[[ DATASET CONTENT open ]]

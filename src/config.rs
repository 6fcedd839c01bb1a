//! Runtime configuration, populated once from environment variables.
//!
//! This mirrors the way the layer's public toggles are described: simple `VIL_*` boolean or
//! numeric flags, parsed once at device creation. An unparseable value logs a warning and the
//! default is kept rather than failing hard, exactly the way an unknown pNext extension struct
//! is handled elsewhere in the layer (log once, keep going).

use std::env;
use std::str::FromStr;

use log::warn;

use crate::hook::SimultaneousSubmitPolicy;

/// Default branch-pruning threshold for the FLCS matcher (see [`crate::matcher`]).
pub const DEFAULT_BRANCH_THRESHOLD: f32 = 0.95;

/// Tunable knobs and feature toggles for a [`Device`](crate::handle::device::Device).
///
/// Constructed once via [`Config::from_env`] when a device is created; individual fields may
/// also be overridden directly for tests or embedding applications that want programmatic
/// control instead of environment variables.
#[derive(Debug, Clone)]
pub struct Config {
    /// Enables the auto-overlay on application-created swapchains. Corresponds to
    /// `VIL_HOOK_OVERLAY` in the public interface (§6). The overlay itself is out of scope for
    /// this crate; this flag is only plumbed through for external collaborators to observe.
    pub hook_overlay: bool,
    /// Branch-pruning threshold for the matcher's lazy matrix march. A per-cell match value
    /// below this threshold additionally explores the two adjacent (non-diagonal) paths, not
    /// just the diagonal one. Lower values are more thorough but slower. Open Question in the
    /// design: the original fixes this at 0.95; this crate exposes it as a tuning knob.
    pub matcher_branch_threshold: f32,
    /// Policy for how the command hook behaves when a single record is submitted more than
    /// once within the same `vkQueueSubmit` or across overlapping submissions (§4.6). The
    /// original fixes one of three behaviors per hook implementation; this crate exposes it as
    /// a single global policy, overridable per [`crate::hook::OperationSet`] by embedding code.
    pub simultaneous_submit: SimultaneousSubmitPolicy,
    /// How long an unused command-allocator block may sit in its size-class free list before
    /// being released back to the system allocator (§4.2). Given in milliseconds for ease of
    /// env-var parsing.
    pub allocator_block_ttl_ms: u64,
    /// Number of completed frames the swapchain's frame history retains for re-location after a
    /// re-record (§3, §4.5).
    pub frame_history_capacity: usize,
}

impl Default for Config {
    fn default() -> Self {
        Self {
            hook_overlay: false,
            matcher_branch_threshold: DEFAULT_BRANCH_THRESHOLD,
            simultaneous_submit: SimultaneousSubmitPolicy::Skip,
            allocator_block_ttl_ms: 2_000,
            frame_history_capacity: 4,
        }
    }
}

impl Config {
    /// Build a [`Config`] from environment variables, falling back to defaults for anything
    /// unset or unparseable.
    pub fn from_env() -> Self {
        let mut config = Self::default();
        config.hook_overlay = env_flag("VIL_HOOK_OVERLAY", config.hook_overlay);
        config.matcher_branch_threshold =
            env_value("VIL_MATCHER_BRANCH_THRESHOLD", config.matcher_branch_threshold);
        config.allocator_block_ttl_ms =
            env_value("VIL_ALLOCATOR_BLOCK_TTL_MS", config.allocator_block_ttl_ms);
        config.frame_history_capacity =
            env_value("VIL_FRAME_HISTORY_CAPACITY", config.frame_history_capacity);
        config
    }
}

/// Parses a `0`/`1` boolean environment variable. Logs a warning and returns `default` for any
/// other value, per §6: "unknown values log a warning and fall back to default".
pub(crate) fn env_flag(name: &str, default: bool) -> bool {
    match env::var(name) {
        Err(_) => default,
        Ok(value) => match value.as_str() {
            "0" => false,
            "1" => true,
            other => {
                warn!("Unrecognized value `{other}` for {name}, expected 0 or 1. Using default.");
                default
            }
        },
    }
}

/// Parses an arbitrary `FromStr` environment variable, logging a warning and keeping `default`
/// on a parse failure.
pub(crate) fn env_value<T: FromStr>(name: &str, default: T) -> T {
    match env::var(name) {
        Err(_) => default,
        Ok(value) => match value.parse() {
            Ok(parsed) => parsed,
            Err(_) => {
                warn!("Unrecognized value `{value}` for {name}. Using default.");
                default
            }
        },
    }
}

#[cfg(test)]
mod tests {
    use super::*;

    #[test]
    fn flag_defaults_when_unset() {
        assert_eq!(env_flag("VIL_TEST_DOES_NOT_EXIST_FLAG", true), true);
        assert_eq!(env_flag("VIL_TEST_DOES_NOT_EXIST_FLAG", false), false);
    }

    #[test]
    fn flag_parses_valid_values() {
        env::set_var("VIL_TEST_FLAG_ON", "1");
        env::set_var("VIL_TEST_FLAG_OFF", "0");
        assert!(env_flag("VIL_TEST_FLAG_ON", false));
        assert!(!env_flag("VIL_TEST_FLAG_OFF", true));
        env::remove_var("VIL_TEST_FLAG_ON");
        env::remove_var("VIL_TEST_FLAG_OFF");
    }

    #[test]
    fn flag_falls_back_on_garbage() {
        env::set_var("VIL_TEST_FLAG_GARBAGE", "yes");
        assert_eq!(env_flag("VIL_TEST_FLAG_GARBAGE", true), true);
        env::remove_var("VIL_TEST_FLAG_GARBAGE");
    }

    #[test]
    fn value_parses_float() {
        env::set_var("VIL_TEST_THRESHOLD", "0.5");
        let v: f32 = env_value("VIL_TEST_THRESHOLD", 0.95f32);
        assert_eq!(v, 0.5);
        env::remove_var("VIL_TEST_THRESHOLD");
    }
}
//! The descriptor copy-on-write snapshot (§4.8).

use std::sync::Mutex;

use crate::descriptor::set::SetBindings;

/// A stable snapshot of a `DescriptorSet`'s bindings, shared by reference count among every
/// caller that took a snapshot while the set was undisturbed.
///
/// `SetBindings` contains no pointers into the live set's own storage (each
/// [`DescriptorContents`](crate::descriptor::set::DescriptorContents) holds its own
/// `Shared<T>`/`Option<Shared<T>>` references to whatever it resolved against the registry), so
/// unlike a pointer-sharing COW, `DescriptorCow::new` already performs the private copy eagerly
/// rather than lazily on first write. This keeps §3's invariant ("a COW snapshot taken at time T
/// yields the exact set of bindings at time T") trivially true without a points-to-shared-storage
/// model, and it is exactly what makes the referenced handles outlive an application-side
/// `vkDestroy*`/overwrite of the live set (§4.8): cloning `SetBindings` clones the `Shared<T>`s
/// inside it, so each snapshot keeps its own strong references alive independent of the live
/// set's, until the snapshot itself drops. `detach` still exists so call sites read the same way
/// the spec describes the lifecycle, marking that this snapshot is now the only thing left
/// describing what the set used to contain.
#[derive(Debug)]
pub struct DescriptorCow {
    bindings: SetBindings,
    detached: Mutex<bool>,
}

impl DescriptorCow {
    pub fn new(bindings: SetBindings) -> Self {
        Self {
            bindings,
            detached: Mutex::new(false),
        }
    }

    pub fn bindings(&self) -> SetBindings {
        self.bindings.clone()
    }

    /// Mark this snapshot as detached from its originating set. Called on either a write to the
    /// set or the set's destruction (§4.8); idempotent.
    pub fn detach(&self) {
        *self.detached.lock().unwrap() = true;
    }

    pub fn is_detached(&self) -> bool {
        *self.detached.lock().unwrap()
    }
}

[[ DATASET CONTENT closed ]]
[[ DATASET CONTENT open ]]

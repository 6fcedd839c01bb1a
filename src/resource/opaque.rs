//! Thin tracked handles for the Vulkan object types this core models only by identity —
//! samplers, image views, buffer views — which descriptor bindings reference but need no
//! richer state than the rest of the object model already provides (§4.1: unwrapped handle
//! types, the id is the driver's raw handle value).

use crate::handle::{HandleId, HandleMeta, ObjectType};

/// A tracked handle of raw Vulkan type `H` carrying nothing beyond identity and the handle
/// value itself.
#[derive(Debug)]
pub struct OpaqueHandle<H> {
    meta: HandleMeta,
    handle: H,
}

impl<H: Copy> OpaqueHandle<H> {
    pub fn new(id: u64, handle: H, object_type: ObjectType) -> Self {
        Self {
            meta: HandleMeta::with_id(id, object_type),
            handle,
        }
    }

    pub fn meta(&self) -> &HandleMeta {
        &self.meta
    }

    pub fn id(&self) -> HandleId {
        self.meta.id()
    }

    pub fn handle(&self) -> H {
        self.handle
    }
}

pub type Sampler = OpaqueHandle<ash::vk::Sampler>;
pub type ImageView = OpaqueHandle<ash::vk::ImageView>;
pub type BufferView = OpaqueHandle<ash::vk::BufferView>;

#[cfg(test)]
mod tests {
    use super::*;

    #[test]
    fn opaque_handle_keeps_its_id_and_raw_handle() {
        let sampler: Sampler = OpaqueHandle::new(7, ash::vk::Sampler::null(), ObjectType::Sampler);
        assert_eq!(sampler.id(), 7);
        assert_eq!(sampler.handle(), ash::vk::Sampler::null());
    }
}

[[ DATASET CONTENT closed ]]

• REQUIREMENT: Go to the line with "Ok(value) => match value.parse()" in the entries above and repeat every line from there through the line with "taken at time T", exactly and with no other text.

• EXERCISE SOLUTION:
        Ok(value) => match value.parse() {
            Ok(parsed) => parsed,
            Err(_) => {
                warn!("Unrecognized value `{value}` for {name}. Using default.");
                default
            }
        },
    }
}

#[cfg(test)]
mod tests {
    use super::*;

    #[test]
    fn flag_defaults_when_unset() {
        assert_eq!(env_flag("VIL_TEST_DOES_NOT_EXIST_FLAG", true), true);
        assert_eq!(env_flag("VIL_TEST_DOES_NOT_EXIST_FLAG", false), false);
    }

    #[test]
    fn flag_parses_valid_values() {
        env::set_var("VIL_TEST_FLAG_ON", "1");
        env::set_var("VIL_TEST_FLAG_OFF", "0");
        assert!(env_flag("VIL_TEST_FLAG_ON", false));
        assert!(!env_flag("VIL_TEST_FLAG_OFF", true));
        env::remove_var("VIL_TEST_FLAG_ON");
        env::remove_var("VIL_TEST_FLAG_OFF");
    }

    #[test]
    fn flag_falls_back_on_garbage() {
        env::set_var("VIL_TEST_FLAG_GARBAGE", "yes");
        assert_eq!(env_flag("VIL_TEST_FLAG_GARBAGE", true), true);
        env::remove_var("VIL_TEST_FLAG_GARBAGE");
    }

    #[test]
    fn value_parses_float() {
        env::set_var("VIL_TEST_THRESHOLD", "0.5");
        let v: f32 = env_value("VIL_TEST_THRESHOLD", 0.95f32);
        assert_eq!(v, 0.5);
        env::remove_var("VIL_TEST_THRESHOLD");
    }
}
//! The descriptor copy-on-write snapshot (§4.8).

use std::sync::Mutex;

use crate::descriptor::set::SetBindings;

/// A stable snapshot of a `DescriptorSet`'s bindings, shared by reference count among every
/// caller that took a snapshot while the set was undisturbed.
///
/// `SetBindings` contains no pointers into the live set's own storage (each
/// [`DescriptorContents`](crate::descriptor::set::DescriptorContents) holds its own
/// `Shared<T>`/`Option<Shared<T>>` references to whatever it resolved against the registry), so
/// unlike a pointer-sharing COW, `DescriptorCow::new` already performs the private copy eagerly
/// rather than lazily on first write. This keeps §3's invariant ("a COW snapshot taken at time T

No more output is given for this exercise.